Cette parenté avec Aerosmith s’entend d’ailleurs dès « Some Girls Do » qui prend immédiatement l’auditeur par les hanches pour le faire taper du pied et danser. Sorti en deuxième single, il propose un clip irrésistible, savant mélange de glamour et d’humour.

Tout aussi jouissif, « Motor City Boy » est nourri au blues rock, avec ses riffs distordus, ses chœurs énormes et ce groove impérieux qui donne envie de secouer la tête en cadence.

La chanteuse et son guitariste John Albani sont au sommet de leur art, et sont même épaulé par Paul Sabu sur le superbe « Can’t Stand the Heat », au riff boogie rock qui évoque Poison.  

Même lorsque le rythme ralentit, les chansons nous prennent quand même aux tripes pour ne plus nous lâcher. « Dangerous », co-écrite par Jim Vallance, est une pépite de hard rock mélodique aux sonorités proches de Def Leppard, comme c’est aussi le cas pour certains arrangements de « Crazy in Love ».

Cet infléchissement déjà entrevu sur l’album précédent permet d’ailleurs au groupe de s’approprier « Tell Me Something Good » de Stevie Wonder en le transformant en morceau de hard rock.

Aucun titre n’est à jeter sur cet opus. Alors que « Wild at Heart » nous emmène vers un hard FM de grande qualité, « Love Crimes » s’appuie sur des chœurs calibrés pour soutenir un refrain soigné, tandis que « Sex With Love » évoque Kix et Poison, ancrant cet album dans la mouvance canadienne de hard mélodique qui de développait à l’époque.

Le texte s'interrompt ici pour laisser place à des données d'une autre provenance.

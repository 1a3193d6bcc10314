//! Notification database model.

use serde::{Deserialize, Serialize};
use sqlx::FromRow;

use crate::queue::NotificationPayload;

/// One logical message addressed to one user.
///
/// Inserted once by enqueue and never updated afterwards.
#[derive(Debug, Clone, FromRow, Serialize, Deserialize, PartialEq, Eq)]
pub struct NotificationDbModel {
    pub id: String,
    /// Recipient; `None` for broadcast-style records
    pub user_id: Option<String>,
    pub title: String,
    pub message: String,
    /// Opaque blob owned by the producer, usually JSON
    pub metadata: String,
    /// Client-side route to open when the notification is clicked
    pub navigate: Option<String>,
    /// Unix epoch milliseconds
    pub created_at: i64,
}

impl NotificationDbModel {
    pub fn new(user_id: Option<String>, payload: &NotificationPayload, created_at: i64) -> Self {
        Self {
            id: uuid::Uuid::new_v4().to_string(),
            user_id,
            title: payload.title.clone(),
            message: payload.body.clone(),
            metadata: payload.metadata.clone(),
            navigate: payload.navigate.clone(),
            created_at,
        }
    }
}
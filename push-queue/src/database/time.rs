//! Timestamp helpers for the database layer.
//!
//! Timestamps are stored as `INTEGER` Unix epoch milliseconds (UTC).

use chrono::{DateTime, TimeZone, Utc};
use std::time::Duration;

/// Current time as Unix epoch milliseconds (UTC).
#[inline]
pub fn now_ms() -> i64 {
    Utc::now().timestamp_millis()
}

/// Absolute lease expiry for a lease taken at `now_ms`.
#[inline]
pub fn lease_deadline_ms(now_ms: i64, lease: Duration) -> i64 {
    let lease_ms = i64::try_from(lease.as_millis()).unwrap_or(i64::MAX);
    now_ms.saturating_add(lease_ms)
}

/// Convert Unix epoch milliseconds to `DateTime<Utc>`.
///
/// Values outside chrono's supported range fall back to the current time.
#[inline]
pub fn ms_to_datetime(ms: i64) -> DateTime<Utc> {
    Utc.timestamp_millis_opt(ms).single().unwrap_or_else(Utc::now)
}
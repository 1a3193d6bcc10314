//! Durable push notification delivery queue.
//!
//! Producers enqueue notifications for users; the queue fans them out to one
//! delivery row per device subscription. Any number of [`worker::DequeueWorker`]
//! instances lease batches of deliveries, push them through a
//! [`delivery::DeliveryClient`] and report outcomes back. Expired leases make
//! rows claimable again, so a crashed worker needs no recovery step.

pub mod config;
pub mod database;
pub mod delivery;
pub mod error;
pub mod logging;
pub mod queue;
pub mod worker;

pub use error::{Error, Result};
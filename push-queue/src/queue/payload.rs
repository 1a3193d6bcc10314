//! Notification payloads accepted at enqueue time.

use serde::{Deserialize, Serialize};

/// Anything a producer can turn into a push notification.
///
/// Formatting a domain event (friend request, comment, ...) into this shape
/// happens entirely on the producer side; the queue never looks at the kind.
pub trait NotificationContent {
    fn title(&self) -> String;
    fn body(&self) -> String;

    fn metadata(&self) -> String {
        "{}".to_string()
    }

    fn navigate_target(&self) -> Option<String> {
        None
    }
}

/// Flat payload persisted on the `notification` row.
#[derive(Debug, Clone, PartialEq, Eq, Serialize, Deserialize)]
pub struct NotificationPayload {
    pub title: String,
    pub body: String,
    /// Opaque to the queue.
    #[serde(default = "default_metadata")]
    pub metadata: String,
    #[serde(default, skip_serializing_if = "Option::is_none")]
    pub navigate: Option<String>,
}

fn default_metadata() -> String {
    "{}".to_string()
}

impl NotificationPayload {
    pub fn new(title: impl Into<String>, body: impl Into<String>) -> Self {
        Self {
            title: title.into(),
            body: body.into(),
            metadata: default_metadata(),
            navigate: None,
        }
    }

    pub fn with_metadata(mut self, metadata: impl Into<String>) -> Self {
        self.metadata = metadata.into();
        self
    }

    pub fn with_navigate(mut self, navigate: impl Into<String>) -> Self {
        self.navigate = Some(navigate.into());
        self
    }

    pub fn from_content<C: NotificationContent + ?Sized>(content: &C) -> Self {
        Self {
            title: content.title(),
            body: content.body(),
            metadata: content.metadata(),
            navigate: content.navigate_target(),
        }
    }
}
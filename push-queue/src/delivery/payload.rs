//! Outbound push message.
//!
//! Wire shape: `{"notification":{"title","body","data":{"url"},"app_badge"}}`.

use serde::{Deserialize, Serialize};

use crate::database::models::NotificationDbModel;

/// Hard cap on the serialized message, below the 4096-byte record size
/// minus encryption overhead.
pub const MAX_PAYLOAD_BYTES: usize = 3500;

const MAX_TITLE_CHARS: usize = 120;
const MAX_BODY_CHARS: usize = 600;
const FALLBACK_TITLE_CHARS: usize = 80;
const FALLBACK_BODY: &str = "Open the app to view details.";
const DEFAULT_URL: &str = "/";

#[derive(Debug, Clone, PartialEq, Eq, Serialize, Deserialize)]
pub struct PushMessage {
    pub notification: PushNotification,
}

#[derive(Debug, Clone, PartialEq, Eq, Serialize, Deserialize)]
pub struct PushNotification {
    pub title: String,
    pub body: String,
    pub data: PushData,
    pub app_badge: i64,
}

#[derive(Debug, Clone, PartialEq, Eq, Serialize, Deserialize)]
pub struct PushData {
    pub url: String,
}

impl PushMessage {
    pub fn from_notification(notification: &NotificationDbModel) -> Self {
        Self {
            notification: PushNotification {
                title: notification.title.clone(),
                body: notification.message.clone(),
                data: PushData {
                    url: notification
                        .navigate
                        .clone()
                        .filter(|url| !url.trim().is_empty())
                        .unwrap_or_else(|| DEFAULT_URL.to_string()),
                },
                app_badge: 1,
            },
        }
    }

    /// Serialize, truncating title and body so the result fits `max_bytes`.
    pub fn to_bytes_capped(&self, max_bytes: usize) -> serde_json::Result<Vec<u8>> {
        let mut capped = self.clone();
        capped.notification.title = truncate_string(&capped.notification.title, MAX_TITLE_CHARS);
        capped.notification.body = truncate_string(&capped.notification.body, MAX_BODY_CHARS);

        let bytes = serde_json::to_vec(&capped)?;
        if bytes.len() <= max_bytes {
            return Ok(bytes);
        }

        capped.notification.title =
            truncate_string(&capped.notification.title, FALLBACK_TITLE_CHARS);
        capped.notification.body = FALLBACK_BODY.to_string();
        serde_json::to_vec(&capped)
    }
}

pub(crate) fn truncate_string(input: &str, max_chars: usize) -> String {
    if max_chars == 0 {
        return String::new();
    }
    let mut iter = input.chars();
    let mut out: String = iter.by_ref().take(max_chars).collect();
    if iter.next().is_some() {
        out.push('…');
    }
    out
}
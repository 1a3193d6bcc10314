//! The claim / send / report loop.
//!
//! Every instance runs the same loop against the shared store. Exclusivity
//! comes from the queue's atomic claim and lease; a worker that dies mid-batch
//! simply lets its leases expire.

use std::sync::Arc;
use std::sync::atomic::{AtomicU64, Ordering};
use std::time::Duration;

use serde::Serialize;
use tokio::task::JoinHandle;
use tokio_util::sync::CancellationToken;
use tracing::{debug, info, warn};

use super::Backoff;
use crate::Result;
use crate::config::WorkerConfig;
use crate::database::models::{ClaimedDelivery, SubscriptionDescriptor};
use crate::database::time::now_ms;
use crate::database::repositories::SubscriptionStore;
use crate::delivery::{DeliveryClient, DeliveryError, PushMessage};
use crate::queue::NotificationQueue;

/// Running totals for one worker.
#[derive(Debug, Default)]
pub struct WorkerStats {
    batches: AtomicU64,
    sent: AtomicU64,
    retried: AtomicU64,
    failed: AtomicU64,
    gone: AtomicU64,
    lease_expired: AtomicU64,
    storage_errors: AtomicU64,
}

#[derive(Debug, Clone, Copy, Default, PartialEq, Eq, Serialize)]
pub struct WorkerStatsSnapshot {
    /// Non-empty batches claimed.
    pub batches: u64,
    pub sent: u64,
    /// Transient failures that left the delivery pending.
    pub retried: u64,
    /// Deliveries that became terminally `failed` (retries exhausted or no subscription).
    pub failed: u64,
    /// Deliveries whose endpoint the push service rejected permanently.
    pub gone: u64,
    /// Claimed deliveries skipped because their lease ran out before sending.
    pub lease_expired: u64,
    pub storage_errors: u64,
}

impl WorkerStats {
    pub fn snapshot(&self) -> WorkerStatsSnapshot {
        WorkerStatsSnapshot {
            batches: self.batches.load(Ordering::Relaxed),
            sent: self.sent.load(Ordering::Relaxed),
            retried: self.retried.load(Ordering::Relaxed),
            failed: self.failed.load(Ordering::Relaxed),
            gone: self.gone.load(Ordering::Relaxed),
            lease_expired: self.lease_expired.load(Ordering::Relaxed),
            storage_errors: self.storage_errors.load(Ordering::Relaxed),
        }
    }

    fn incr(counter: &AtomicU64) {
        counter.fetch_add(1, Ordering::Relaxed);
    }
}

pub struct DequeueWorker {
    queue: Arc<dyn NotificationQueue>,
    subscriptions: Arc<dyn SubscriptionStore>,
    client: Arc<dyn DeliveryClient>,
    config: WorkerConfig,
    cancellation_token: CancellationToken,
    stats: Arc<WorkerStats>,
}

impl DequeueWorker {
    pub fn new(
        queue: Arc<dyn NotificationQueue>,
        subscriptions: Arc<dyn SubscriptionStore>,
        client: Arc<dyn DeliveryClient>,
        config: WorkerConfig,
        cancellation_token: CancellationToken,
    ) -> Self {
        Self {
            queue,
            subscriptions,
            client,
            config,
            cancellation_token,
            stats: Arc::new(WorkerStats::default()),
        }
    }

    pub fn stats(&self) -> Arc<WorkerStats> {
        self.stats.clone()
    }

    /// Run the loop on a new task until the token is cancelled.
    pub fn spawn(self) -> JoinHandle<()> {
        tokio::spawn(async move { self.run().await })
    }

    pub async fn run(&self) {
        info!(
            instance_id = %self.config.instance_id,
            batch_size = self.config.batch_size,
            idle_delay_ms = self.config.idle_delay.as_millis() as u64,
            "Dequeue worker started"
        );

        let mut backoff = Backoff::new(self.config.backoff_base, self.config.backoff_max);

        loop {
            if self.cancellation_token.is_cancelled() {
                break;
            }

            let delay = match self
                .queue
                .claim(self.config.batch_size, &self.config.instance_id)
                .await
            {
                Ok(batch) if batch.is_empty() => {
                    backoff.reset();
                    self.config.idle_delay
                }
                Ok(batch) => {
                    WorkerStats::incr(&self.stats.batches);
                    debug!(
                        instance_id = %self.config.instance_id,
                        count = batch.len(),
                        "Claimed deliveries"
                    );
                    if self.process_batch(batch).await {
                        backoff.next_delay()
                    } else {
                        backoff.reset();
                        self.config.idle_delay
                    }
                }
                Err(e) => {
                    WorkerStats::incr(&self.stats.storage_errors);
                    let delay = backoff.next_delay();
                    warn!(
                        instance_id = %self.config.instance_id,
                        error = %e,
                        retry_in_ms = delay.as_millis() as u64,
                        "Failed to claim deliveries"
                    );
                    delay
                }
            };

            if !self.sleep_or_cancel(delay).await {
                break;
            }
        }

        let stats = self.stats.snapshot();
        info!(
            instance_id = %self.config.instance_id,
            batches = stats.batches,
            sent = stats.sent,
            retried = stats.retried,
            failed = stats.failed,
            gone = stats.gone,
            lease_expired = stats.lease_expired,
            storage_errors = stats.storage_errors,
            "Dequeue worker stopped"
        );
        match self.queue.status_counts().await {
            Ok(counts) => info!(
                pending = counts.pending,
                processing = counts.processing,
                sent = counts.sent,
                failed = counts.failed,
                "Queue status at shutdown"
            ),
            Err(e) => debug!(error = %e, "Could not read queue status at shutdown"),
        }
    }

    /// `false` when cancelled before the delay elapsed.
    async fn sleep_or_cancel(&self, delay: Duration) -> bool {
        tokio::select! {
            _ = self.cancellation_token.cancelled() => false,
            _ = tokio::time::sleep(delay) => true,
        }
    }

    /// Items are independent; returns whether storage failed while reporting.
    async fn process_batch(&self, batch: Vec<ClaimedDelivery>) -> bool {
        let total = batch.len();
        let mut storage_failed = false;

        for (index, claimed) in batch.into_iter().enumerate() {
            if self.cancellation_token.is_cancelled() {
                info!(
                    instance_id = %self.config.instance_id,
                    remaining = total - index,
                    "Shutdown requested, leaving remaining deliveries to lease expiry"
                );
                break;
            }

            if let Err(e) = self.process_one(&claimed).await {
                if e.is_storage() {
                    storage_failed = true;
                    WorkerStats::incr(&self.stats.storage_errors);
                }
                warn!(
                    delivery_id = %claimed.delivery.id,
                    error = %e,
                    "Failed to record delivery outcome"
                );
            }
        }

        storage_failed
    }

    async fn process_one(&self, claimed: &ClaimedDelivery) -> Result<()> {
        let delivery_id = claimed.delivery.id.as_str();
        let instance_id = self.config.instance_id.as_str();

        // Earlier items can outlast the lease; another instance may own it now.
        if claimed
            .delivery
            .locked_until
            .is_some_and(|deadline| now_ms() > deadline)
        {
            WorkerStats::incr(&self.stats.lease_expired);
            debug!(
                delivery_id,
                lease_expired_at = ?claimed.delivery.lease_expires_at(),
                "Lease expired before send, leaving delivery to its next claimer"
            );
            return Ok(());
        }

        let Some(subscription) = claimed.subscription.as_ref() else {
            debug!(
                delivery_id,
                endpoint = %claimed.delivery.endpoint,
                "Subscription removed since enqueue, marking undeliverable"
            );
            self.queue.mark_undeliverable(delivery_id, instance_id).await?;
            WorkerStats::incr(&self.stats.failed);
            return Ok(());
        };

        let message = PushMessage::from_notification(&claimed.notification);
        match self.client.send(subscription, &message).await {
            Ok(()) => {
                self.queue.mark_sent(delivery_id, instance_id).await?;
                WorkerStats::incr(&self.stats.sent);
                debug!(delivery_id, endpoint = %subscription.endpoint, "Delivery sent");
            }
            Err(err) if err.is_permanent() => {
                // Reported only once the endpoint is gone from the store.
                self.remove_dead_subscription(subscription, &err).await?;
                self.queue.mark_undeliverable(delivery_id, instance_id).await?;
                WorkerStats::incr(&self.stats.gone);
            }
            Err(err) => match self.queue.mark_failed(delivery_id, instance_id).await? {
                Some(status) if status.is_terminal() => {
                    WorkerStats::incr(&self.stats.failed);
                    warn!(
                        delivery_id,
                        endpoint = %subscription.endpoint,
                        error = %err,
                        "Delivery failed permanently after retries"
                    );
                }
                Some(_) => {
                    WorkerStats::incr(&self.stats.retried);
                    debug!(
                        delivery_id,
                        endpoint = %subscription.endpoint,
                        error = %err,
                        "Delivery failed, will retry"
                    );
                }
                None => debug!(delivery_id, "Delivery already terminal or leased elsewhere"),
            },
        }

        Ok(())
    }

    async fn remove_dead_subscription(
        &self,
        subscription: &SubscriptionDescriptor,
        err: &DeliveryError,
    ) -> Result<()> {
        let deleted = self
            .subscriptions
            .delete_by_endpoint(&subscription.endpoint)
            .await?;
        if deleted {
            info!(
                endpoint = %subscription.endpoint,
                user_id = %subscription.user_id,
                reason = %err,
                "Deleted dead push subscription"
            );
        } else {
            debug!(endpoint = %subscription.endpoint, "Subscription already removed");
        }
        Ok(())
    }
}
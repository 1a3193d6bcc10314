//! Database module for push-queue.
//!
//! SQLite persistence through sqlx: connection pools, embedded migrations,
//! immediate write transactions, models and repositories.

pub mod models;
pub mod repositories;
pub mod retry;
pub mod time;

use sqlx::sqlite::{SqliteConnectOptions, SqliteJournalMode, SqlitePoolOptions, SqliteSynchronous};
use sqlx::{Pool, Row, Sqlite};
use std::str::FromStr;
use std::time::Duration;

/// Database connection pool type alias.
pub type DbPool = Pool<Sqlite>;

/// Serialized write pool type alias (max_connections=1).
pub type WritePool = Pool<Sqlite>;

/// Upper bound for the read pool size.
const DEFAULT_POOL_SIZE: u32 = 10;

/// Default busy timeout in milliseconds.
const DEFAULT_BUSY_TIMEOUT_MS: u64 = 30_000;

/// Default WAL auto-checkpoint threshold in pages.
const DEFAULT_WAL_AUTOCHECKPOINT_PAGES: i32 = 1000;

/// Limit WAL size growth (bytes).
const DEFAULT_JOURNAL_SIZE_LIMIT_BYTES: i64 = 64 * 1024 * 1024; // 64MB

async fn apply_per_connection_pragmas(
    conn: &mut sqlx::SqliteConnection,
) -> Result<(), sqlx::Error> {
    sqlx::query(&format!(
        "PRAGMA wal_autocheckpoint = {}",
        DEFAULT_WAL_AUTOCHECKPOINT_PAGES
    ))
    .execute(&mut *conn)
    .await?;

    sqlx::query(&format!(
        "PRAGMA journal_size_limit = {}",
        DEFAULT_JOURNAL_SIZE_LIMIT_BYTES
    ))
    .execute(&mut *conn)
    .await?;

    sqlx::query("PRAGMA temp_store = MEMORY")
        .execute(&mut *conn)
        .await?;

    Ok(())
}

fn connect_options(database_url: &str) -> Result<SqliteConnectOptions, sqlx::Error> {
    Ok(SqliteConnectOptions::from_str(database_url)?
        // WAL lets the worker fleet read while one process holds the write lock
        .journal_mode(SqliteJournalMode::Wal)
        .synchronous(SqliteSynchronous::Normal)
        .busy_timeout(Duration::from_millis(DEFAULT_BUSY_TIMEOUT_MS))
        .foreign_keys(true)
        .create_if_missing(true))
}

async fn ensure_wal_mode(pool: &DbPool, pool_name: &str) -> Result<(), sqlx::Error> {
    let mut conn = pool.acquire().await?;
    let row = sqlx::query("PRAGMA journal_mode")
        .fetch_one(&mut *conn)
        .await?;
    let mode: String = row.get(0);
    if mode != "wal" && mode != "memory" {
        tracing::warn!(
            "{}_journal_mode was '{}', expected 'wal'; re-setting",
            pool_name,
            mode
        );
        sqlx::query("PRAGMA journal_mode = WAL")
            .execute(&mut *conn)
            .await?;
    }
    Ok(())
}

/// Compute a sensible default read pool size based on available CPU cores.
pub fn default_read_pool_size() -> u32 {
    let cores = std::thread::available_parallelism()
        .map(|n| n.get() as u32)
        .unwrap_or(2);
    (cores * 2).min(DEFAULT_POOL_SIZE)
}

/// Initialize a read pool with WAL mode enabled.
///
/// # Arguments
/// * `database_url` - SQLite database URL (e.g., "sqlite:push-queue.db?mode=rwc")
/// * `max_connections` - Maximum number of connections in the pool
pub async fn init_pool_with_size(
    database_url: &str,
    max_connections: u32,
) -> Result<DbPool, sqlx::Error> {
    let pool = SqlitePoolOptions::new()
        .max_connections(max_connections)
        .acquire_timeout(Duration::from_secs(30))
        .after_connect(|conn, _meta| {
            Box::pin(async move { apply_per_connection_pragmas(&mut *conn).await })
        })
        .connect_with(connect_options(database_url)?)
        .await?;

    ensure_wal_mode(&pool, "read_pool").await?;

    tracing::info!(
        "Database pool initialized with WAL mode, {} max connections",
        max_connections
    );

    Ok(pool)
}

/// Initialize the read pool with the default size.
pub async fn init_pool(database_url: &str) -> Result<DbPool, sqlx::Error> {
    init_pool_with_size(database_url, default_read_pool_size()).await
}

/// Initialize a serialized write pool with `max_connections = 1`.
///
/// Every queue mutation (enqueue, claim, outcome reporting) goes through this
/// pool inside `BEGIN IMMEDIATE`, so within one process only a single
/// connection ever competes for the SQLite write lock. Other processes sharing
/// the file contend through SQLite's own locking and the busy timeout.
pub async fn init_write_pool(database_url: &str) -> Result<WritePool, sqlx::Error> {
    let pool = SqlitePoolOptions::new()
        .max_connections(1)
        .acquire_timeout(Duration::from_secs(60))
        .after_connect(|conn, _meta| {
            Box::pin(async move { apply_per_connection_pragmas(&mut *conn).await })
        })
        .connect_with(connect_options(database_url)?)
        .await?;

    ensure_wal_mode(&pool, "write_pool").await?;

    tracing::info!("Write pool initialized with 1 max connection (serialized writes)");

    Ok(pool)
}

pub async fn run_migrations(pool: &DbPool) -> Result<(), sqlx::Error> {
    tracing::info!("Running database migrations...");
    sqlx::migrate!("./migrations").run(pool).await?;
    tracing::info!("Database migrations completed");
    Ok(())
}

/// Read and write pools for one database file.
#[derive(Debug, Clone)]
pub struct Database {
    pub read: DbPool,
    pub write: WritePool,
}

impl Database {
    /// Open both pools and apply pending migrations.
    pub async fn connect(database_url: &str) -> Result<Self, sqlx::Error> {
        let write = init_write_pool(database_url).await?;
        run_migrations(&write).await?;
        let read = init_pool(database_url).await?;
        Ok(Self { read, write })
    }

    pub async fn close(&self) {
        self.read.close().await;
        self.write.close().await;
    }
}

pub async fn begin_immediate(pool: &WritePool) -> Result<ImmediateTransaction, sqlx::Error> {
    let mut conn = pool.acquire().await?;
    sqlx::query("BEGIN IMMEDIATE").execute(&mut *conn).await?;
    Ok(ImmediateTransaction::new(conn))
}

/// Wrapper for a manual immediate transaction.
///
/// The write lock is taken at `BEGIN IMMEDIATE`, so a claim can never observe
/// a snapshot that another writer is about to invalidate.
pub struct ImmediateTransaction {
    conn: sqlx::pool::PoolConnection<Sqlite>,
    finished: bool,
}

impl ImmediateTransaction {
    pub fn new(conn: sqlx::pool::PoolConnection<Sqlite>) -> Self {
        Self {
            conn,
            finished: false,
        }
    }

    /// Commit the transaction.
    pub async fn commit(mut self) -> Result<(), sqlx::Error> {
        sqlx::query("COMMIT").execute(&mut *self.conn).await?;
        self.finished = true;
        Ok(())
    }

    pub async fn rollback(mut self) -> Result<(), sqlx::Error> {
        sqlx::query("ROLLBACK").execute(&mut *self.conn).await?;
        self.finished = true;
        Ok(())
    }
}

impl std::ops::Deref for ImmediateTransaction {
    type Target = sqlx::SqliteConnection;

    fn deref(&self) -> &Self::Target {
        &self.conn
    }
}

impl std::ops::DerefMut for ImmediateTransaction {
    fn deref_mut(&mut self) -> &mut Self::Target {
        &mut self.conn
    }
}

impl Drop for ImmediateTransaction {
    fn drop(&mut self) {
        // An unfinished transaction must never go back into the pool.
        if !self.finished {
            self.conn.close_on_drop();
        }
    }
}
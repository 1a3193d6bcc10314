//! Crate-wide error types.

use thiserror::Error;

/// Crate-wide result type.
pub type Result<T> = std::result::Result<T, Error>;

/// Crate-wide error type.
#[derive(Error, Debug)]
pub enum Error {
    #[error("Database error: {0}")]
    DatabaseSqlx(#[from] sqlx::Error),

    #[error("Serialization error: {0}")]
    Serialization(#[from] serde_json::Error),

    #[error("Entity not found: {entity_type} with id {id}")]
    NotFound { entity_type: String, id: String },

    #[error("Validation error: {0}")]
    Validation(String),

    #[error("Configuration error: {0}")]
    Configuration(String),

    #[error("IO error: {0}")]
    Io(#[from] std::io::Error),

    #[error("{0}")]
    Other(String),
}

impl Error {
    pub fn not_found(entity_type: impl Into<String>, id: impl Into<String>) -> Self {
        Self::NotFound {
            entity_type: entity_type.into(),
            id: id.into(),
        }
    }

    pub fn validation(msg: impl Into<String>) -> Self {
        Self::Validation(msg.into())
    }

    pub fn config(msg: impl Into<String>) -> Self {
        Self::Configuration(msg.into())
    }

    /// Storage-level failure: the worker backs off instead of retrying at once.
    pub fn is_storage(&self) -> bool {
        matches!(self, Self::DatabaseSqlx(_) | Self::Io(_))
    }
}
//! Push subscription repository.
//!
//! The queue reads subscriptions during fan-out and removes endpoints that
//! the push service reports as gone; everything else here exists so the
//! store can be driven end to end.

use async_trait::async_trait;
use sqlx::SqliteConnection;

use crate::database::models::PushSubscriptionDbModel;
use crate::database::{DbPool, WritePool};
use crate::{Error, Result};

/// Subscription store trait.
#[async_trait]
pub trait SubscriptionStore: Send + Sync {
    /// Register an endpoint for a user. An existing endpoint is re-owned by
    /// `user_id` and its keys replaced.
    async fn upsert(
        &self,
        user_id: &str,
        endpoint: &str,
        p256dh: &str,
        auth: &str,
    ) -> Result<PushSubscriptionDbModel>;
    async fn get(&self, id: &str) -> Result<PushSubscriptionDbModel>;
    async fn list_for_user(&self, user_id: &str) -> Result<Vec<PushSubscriptionDbModel>>;
    /// Remove an endpoint regardless of owner. Returns whether a row was deleted.
    async fn delete_by_endpoint(&self, endpoint: &str) -> Result<bool>;
    async fn unsubscribe(&self, user_id: &str, endpoint: &str) -> Result<()>;
}

/// SQLx implementation of SubscriptionStore.
pub struct SqlxSubscriptionStore {
    read_pool: DbPool,
    write_pool: WritePool,
}

impl SqlxSubscriptionStore {
    pub fn new(read_pool: DbPool, write_pool: WritePool) -> Self {
        Self {
            read_pool,
            write_pool,
        }
    }
}

#[async_trait]
impl SubscriptionStore for SqlxSubscriptionStore {
    async fn upsert(
        &self,
        user_id: &str,
        endpoint: &str,
        p256dh: &str,
        auth: &str,
    ) -> Result<PushSubscriptionDbModel> {
        if endpoint.trim().is_empty() {
            return Err(Error::validation("Subscription endpoint must not be empty"));
        }

        let candidate = PushSubscriptionDbModel::new(user_id, endpoint, p256dh, auth);
        let row = sqlx::query_as::<_, PushSubscriptionDbModel>(
            r#"
            INSERT INTO push_subscription (id, user_id, endpoint, p256dh, auth, created_at)
            VALUES (?, ?, ?, ?, ?, ?)
            ON CONFLICT(endpoint) DO UPDATE SET
                user_id = excluded.user_id,
                p256dh = excluded.p256dh,
                auth = excluded.auth
            RETURNING *
            "#,
        )
        .bind(&candidate.id)
        .bind(&candidate.user_id)
        .bind(&candidate.endpoint)
        .bind(&candidate.p256dh)
        .bind(&candidate.auth)
        .bind(candidate.created_at)
        .fetch_one(&self.write_pool)
        .await?;

        Ok(row)
    }

    async fn get(&self, id: &str) -> Result<PushSubscriptionDbModel> {
        sqlx::query_as::<_, PushSubscriptionDbModel>(
            "SELECT * FROM push_subscription WHERE id = ?",
        )
        .bind(id)
        .fetch_optional(&self.read_pool)
        .await?
        .ok_or_else(|| Error::not_found("PushSubscription", id))
    }

    async fn list_for_user(&self, user_id: &str) -> Result<Vec<PushSubscriptionDbModel>> {
        let rows = sqlx::query_as::<_, PushSubscriptionDbModel>(
            "SELECT * FROM push_subscription WHERE user_id = ? ORDER BY created_at, id",
        )
        .bind(user_id)
        .fetch_all(&self.read_pool)
        .await?;
        Ok(rows)
    }

    async fn delete_by_endpoint(&self, endpoint: &str) -> Result<bool> {
        let result = sqlx::query("DELETE FROM push_subscription WHERE endpoint = ?")
            .bind(endpoint)
            .execute(&self.write_pool)
            .await?;
        Ok(result.rows_affected() > 0)
    }

    async fn unsubscribe(&self, user_id: &str, endpoint: &str) -> Result<()> {
        sqlx::query("DELETE FROM push_subscription WHERE user_id = ? AND endpoint = ?")
            .bind(user_id)
            .bind(endpoint)
            .execute(&self.write_pool)
            .await?;
        Ok(())
    }
}

/// Transactional subscription reads.
///
/// These run on the caller's connection so fan-out sees the same snapshot as
/// the rest of the enqueue transaction.
pub struct SubscriptionTxOps;

impl SubscriptionTxOps {
    /// Fetch every subscription owned by any of `user_ids` in one query.
    pub async fn list_for_users(
        tx: &mut SqliteConnection,
        user_ids: &[&str],
    ) -> Result<Vec<PushSubscriptionDbModel>> {
        if user_ids.is_empty() {
            return Ok(Vec::new());
        }

        let ids_json = serde_json::to_string(user_ids)?;
        let rows = sqlx::query_as::<_, PushSubscriptionDbModel>(
            r#"
            SELECT * FROM push_subscription
            WHERE user_id IN (SELECT value FROM json_each(?))
            ORDER BY created_at, id
            "#,
        )
        .bind(ids_json)
        .fetch_all(tx)
        .await?;
        Ok(rows)
    }
}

Sorti en single et soutenu par un clip à la fois sexy et amusant, ce morceau entraîne l’album dans les charts canadiens et lui permet même d’être nommé aux Juno Awards, l’équivalent des Victoires de la musique.

La voix de Lee se révèle à la fois chaude et agressive sur « Tuff Love », pour mieux devenir enjôleuse sur la ballade « Peace on Earth » et se moduler sur la bombe « (You Make Me) Wanna Be Bad » dont le refrain permet à la chanteuse de répondre à des chœurs masculins.

Si certains albums de Lee Aaron ont pu assez mal vieillir, Some Girls Do demeure résolument moderne, confirmant sa réussite de l’époque.